===== DATA FOR ANALYSIS

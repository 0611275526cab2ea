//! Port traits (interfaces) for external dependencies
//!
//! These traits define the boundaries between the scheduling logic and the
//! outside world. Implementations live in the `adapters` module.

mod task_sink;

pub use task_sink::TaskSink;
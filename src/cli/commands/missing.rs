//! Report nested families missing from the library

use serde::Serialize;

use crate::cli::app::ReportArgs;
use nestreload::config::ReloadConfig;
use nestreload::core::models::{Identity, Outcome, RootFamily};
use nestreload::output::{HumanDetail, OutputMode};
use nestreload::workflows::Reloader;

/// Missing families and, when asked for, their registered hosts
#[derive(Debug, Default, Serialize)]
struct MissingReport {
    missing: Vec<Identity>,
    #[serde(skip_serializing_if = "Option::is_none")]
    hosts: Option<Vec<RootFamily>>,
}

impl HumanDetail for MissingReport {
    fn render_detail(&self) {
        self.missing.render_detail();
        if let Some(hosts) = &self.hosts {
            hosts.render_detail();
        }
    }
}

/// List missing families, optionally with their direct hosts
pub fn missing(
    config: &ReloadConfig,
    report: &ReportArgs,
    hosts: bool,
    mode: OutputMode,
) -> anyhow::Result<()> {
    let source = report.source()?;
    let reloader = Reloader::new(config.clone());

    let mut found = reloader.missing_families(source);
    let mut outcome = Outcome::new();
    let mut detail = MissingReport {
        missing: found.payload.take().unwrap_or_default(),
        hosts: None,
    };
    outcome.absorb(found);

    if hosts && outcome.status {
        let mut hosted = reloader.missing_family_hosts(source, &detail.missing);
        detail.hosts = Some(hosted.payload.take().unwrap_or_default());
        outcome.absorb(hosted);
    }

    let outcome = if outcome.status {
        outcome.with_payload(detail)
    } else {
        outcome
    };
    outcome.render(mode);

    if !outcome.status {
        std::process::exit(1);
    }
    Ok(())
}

==========

= PROBLEM STATEMENT =
A word-for-word copy of the data is the expected answer.

= ANSWER SPACE =
repository 0611275526cab2ea
//! Port traits (interfaces) for external dependencies
//!
//! These traits define the boundaries between the scheduling logic and the
//! outside world. Implementations live in the `adapters` module.

mod task_sink;

pub use task_sink::TaskSink;
filename src/cli/commands/missing.rs
//! Report nested families missing from the library

use serde::Serialize;

use crate::cli::app::ReportArgs;
use nestreload::config::ReloadConfig;
use nestreload::core::models::{Identity, Outcome, RootFamily};
use nestreload::output::{HumanDetail, OutputMode};
use nestreload::workflows::Reloader;

/// Missing families and, when asked for, their registered hosts
#[derive(Debug, Default, Serialize)]
struct MissingReport {
    missing: Vec<Identity>,
    #[serde(skip_serializing_if = "Option::is_none")]
    hosts: Option<Vec<RootFamily>>,
}

impl HumanDetail for MissingReport {
    fn render_detail(&self) {
        self.missing.render_detail();
        if let Some(hosts) = &self.hosts {
            hosts.render_detail();
        }
    }
}

/// List missing families, optionally with their direct hosts
pub fn missing(
    config: &ReloadConfig,
    report: &ReportArgs,
    hosts: bool,
    mode: OutputMode,
) -> anyhow::Result<()> {
    let source = report.source()?;
    let reloader = Reloader::new(config.clone());

    let mut found = reloader.missing_families(source);
    let mut outcome = Outcome::new();
    let mut detail = MissingReport {
        missing: found.payload.take().unwrap_or_default(),
        hosts: None,
    };
    outcome.absorb(found);

    if hosts && outcome.status {
        let mut hosted = reloader.missing_family_hosts(source, &detail.missing);
        detail.hosts = Some(hosted.payload.take().unwrap_or_default());
        outcome.absorb(hosted);
    }

    let outcome = if outcome.status {
        outcome.with_payload(detail)
    } else {
        outcome
    };
    outcome.render(mode);

    if !outcome.status {
        std::process::exit(1);
    }
    Ok(())
}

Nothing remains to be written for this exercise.